Fees were higher relative to what was delivered so the market looked form other alternatives. One approach was to bring the investing in-house as market knowledge of hedge funds increased. The suppliers of returns developed in a different direction through creating multi-strat programs under a single structure. This was extremely successful, but there were limited in the ability of these multi-strats to gather the investment talent relative to demand. A new development was the multi-strategy, multi-manager fund which blended internal and external managers in a single structure. In both cases, the multi-strategy approach allowed for better risk oversight and more effective management of capital allocation.
The other development from the multi-strategy structure was the pass-through of costs. This pass-through model protected the hedge fund business and had the ability to provide a better cost structure to investors if the costs could be controlled. Investors were now investing in hedge fund businesses not giving money to be managers. There is a nuanced difference but has a significant impact on both the suppliers and demanders of alpha. The suppliers can invest in technology and risk management and reduce fluctuations in revenue. Investors, the demanders of hedge fund services, can form strategic partnerships but may have to pay a premium for the services of these multi-strat managers.

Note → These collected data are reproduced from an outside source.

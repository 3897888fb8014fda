//! Operator descriptors and operands.

use std::fmt;
use std::sync::Arc;

use brier_ir::{Rank, Value};

use crate::chain::Chain;
use crate::errors::{missing_operand, unexpected_operand, EvalError, EvalResult};

/// The function behind a named operator.
///
/// Called with an argument of exactly the operator's input rank and the
/// resolved operand (always `Some` for arity-1 operators, `None` otherwise).
pub type OperatorFn = Arc<dyn Fn(&Value, Option<&Operand>) -> EvalResult + Send + Sync>;

/// Number of operands an operator takes.
#[derive(Copy, Clone, Eq, PartialEq, Hash, Debug)]
pub enum Arity {
    Nullary,
    Unary,
}

impl Arity {
    pub fn count(self) -> u8 {
        match self {
            Arity::Nullary => 0,
            Arity::Unary => 1,
        }
    }
}

impl TryFrom<usize> for Arity {
    type Error = usize;

    fn try_from(n: usize) -> Result<Self, usize> {
        match n {
            0 => Ok(Arity::Nullary),
            1 => Ok(Arity::Unary),
            other => Err(other),
        }
    }
}

/// An immutable named operator descriptor.
pub struct OperatorDef {
    name: String,
    rank_in: Rank,
    rank_out: Rank,
    arity: Arity,
    operand_name: Option<&'static str>,
    default_operand: Option<Value>,
    func: OperatorFn,
}

impl OperatorDef {
    pub fn new<F>(name: impl Into<String>, rank_in: Rank, rank_out: Rank, arity: Arity, func: F) -> Self
    where
        F: Fn(&Value, Option<&Operand>) -> EvalResult + Send + Sync + 'static,
    {
        OperatorDef {
            name: name.into(),
            rank_in,
            rank_out,
            arity,
            operand_name: None,
            default_operand: None,
            func: Arc::new(func),
        }
    }

    /// Name the operand (for `key=value` arguments) and optionally give it a
    /// default so the operator can be applied without one.
    #[must_use]
    pub fn with_operand(mut self, name: &'static str, default: Option<Value>) -> Self {
        self.operand_name = Some(name);
        self.default_operand = default;
        self
    }

    #[inline]
    pub fn name(&self) -> &str {
        &self.name
    }

    #[inline]
    pub fn rank_in(&self) -> Rank {
        self.rank_in
    }

    #[inline]
    pub fn rank_out(&self) -> Rank {
        self.rank_out
    }

    #[inline]
    pub fn arity(&self) -> Arity {
        self.arity
    }

    pub fn operand_name(&self) -> Option<&'static str> {
        self.operand_name
    }

    pub fn default_operand(&self) -> Option<&Value> {
        self.default_operand.as_ref()
    }

    /// Call the function directly, without rank checks.
    pub(crate) fn call(&self, arg: &Value, operand: Option<&Operand>) -> EvalResult {
        (self.func)(arg, operand)
    }
}

impl fmt::Debug for OperatorDef {
    fn fmt(&self, f: &mut fmt::Formatter<'_>) -> fmt::Result {
        f.debug_struct("OperatorDef")
            .field("name", &self.name)
            .field("rank_in", &self.rank_in)
            .field("rank_out", &self.rank_out)
            .field("arity", &self.arity)
            .finish_non_exhaustive()
    }
}

/// A named or derived operator.
#[derive(Clone, Debug)]
pub enum Operator {
    Named(Arc<OperatorDef>),
    Derived(Arc<Chain>),
}

impl Operator {
    pub fn rank_in(&self) -> Rank {
        match self {
            Operator::Named(def) => def.rank_in(),
            Operator::Derived(chain) => chain.rank_in(),
        }
    }

    pub fn rank_out(&self) -> Rank {
        match self {
            Operator::Named(def) => def.rank_out(),
            Operator::Derived(chain) => chain.rank_out(),
        }
    }

    pub fn arity(&self) -> Arity {
        match self {
            Operator::Named(def) => def.arity(),
            Operator::Derived(chain) => chain.arity(),
        }
    }

    /// Name used in error messages.
    pub fn name(&self) -> String {
        match self {
            Operator::Named(def) => def.name().to_string(),
            Operator::Derived(chain) => chain.to_string(),
        }
    }

    /// Name an operand may be given with (`sep="-"`).
    pub fn operand_name(&self) -> Option<&'static str> {
        match self {
            Operator::Named(def) => def.operand_name(),
            Operator::Derived(chain) => chain.operand_name(),
        }
    }

    /// Check the name an operand was passed under.
    pub fn check_operand_name(&self, name: &str) -> Result<(), EvalError> {
        if self.operand_name() == Some(name) {
            return Ok(());
        }
        Err(EvalError::UnknownOperandName {
            op: self.name(),
            name: name.to_string(),
        })
    }

    /// Operand to use when the caller supplies none.
    pub fn default_operand(&self) -> Option<Operand> {
        match self {
            Operator::Named(def) => def.default_operand().cloned().map(Operand::Value),
            Operator::Derived(_) => None,
        }
    }

    /// Pick the operand an application actually runs with.
    ///
    /// Arity 0 rejects an operand; arity 1 falls back to the default.
    pub fn resolve_operand(&self, operand: Option<&Operand>) -> Result<Option<Operand>, EvalError> {
        match (self.arity(), operand) {
            (Arity::Nullary, None) => Ok(None),
            (Arity::Nullary, Some(_)) => Err(unexpected_operand(&self.name())),
            (Arity::Unary, Some(operand)) => Ok(Some(operand.clone())),
            (Arity::Unary, None) => self
                .default_operand()
                .map(Some)
                .ok_or_else(|| missing_operand(&self.name())),
        }
    }
}

impl PartialEq for Operator {
    fn eq(&self, other: &Self) -> bool {
        match (self, other) {
            (Operator::Named(a), Operator::Named(b)) => Arc::ptr_eq(a, b),
            (Operator::Derived(a), Operator::Derived(b)) => Arc::ptr_eq(a, b),
            _ => false,
        }
    }
}

impl fmt::Display for Operator {
    fn fmt(&self, f: &mut fmt::Formatter<'_>) -> fmt::Result {
        match self {
            Operator::Named(def) => f.write_str(def.name()),
            Operator::Derived(chain) => write!(f, "{chain}"),
        }
    }
}

/// What fills an operator's operand slot.
#[derive(Clone, Debug, PartialEq)]
pub enum Operand {
    Value(Value),
    Operator(Operator),
}

impl Operand {
    pub fn kind_name(&self) -> &'static str {
        match self {
            Operand::Value(value) => value.kind_name(),
            Operand::Operator(_) => "operator",
        }
    }
}

impl From<Value> for Operand {
    fn from(value: Value) -> Self {
        Operand::Value(value)
    }
}

impl From<Operator> for Operand {
    fn from(op: Operator) -> Self {
        Operand::Operator(op)
    }
}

Hedge fund management is a very dynamic industry which will evolve as alpha changes, and the management structure will impact alpha.
Saturday, November 2, 2024
Dynamic Factor Allocation with Regime Switchng
When should you change the allocation of your factor exposure? This is a critical question and ultimately it is a question of market timing. But how do you effectively market time? This timing can be done through looking for regime switches. If we can identify if we are in a bull or bear regime, we should be able to adjust the allocation across factor allocations. Of course, if we could be perfect timers, we would not think about factor exposures, we would just go long the risky asset in a bull market regime and go short in a bear market. Alternatively, we focus on building a portfolio because we know that we will not be perfect in our timing ability.
In the new paper, "Dynamic Factor Allocation Leveraging Regime-Switching Signals", the authors look at seven long-only indices which include the market portfolio and value, size, momentum, quality, low volatility and growth and employ a Black-Litterman model with regime switching. They show that the dynamic portfolio will do better than an equal-weighted portfolio when the allocation decisions are based on a sparse jump (SJM) model. The SJM uses risk and return measures to identify the regimes. It is a form of cluster analysis to find bull and bear behavior across the set of factors analyzed. This regime model is the novel addition to this paper. A regime model is applied to each factor, so each has identified their own bull and bear period.
If you can identify regimes correctly, you can market time. That should seem obvious, and it is. There are many ways to form regimes, so the key job of the PM is to find the right way to identify these regimes.
Note that different regime modeling techniques will generate different regimes for the same data. The regimes for the size factors are very different.
Whether this can be implemented in world of transaction costs, is questionable, but the key concept of using regimes to help build portfolios is very useful.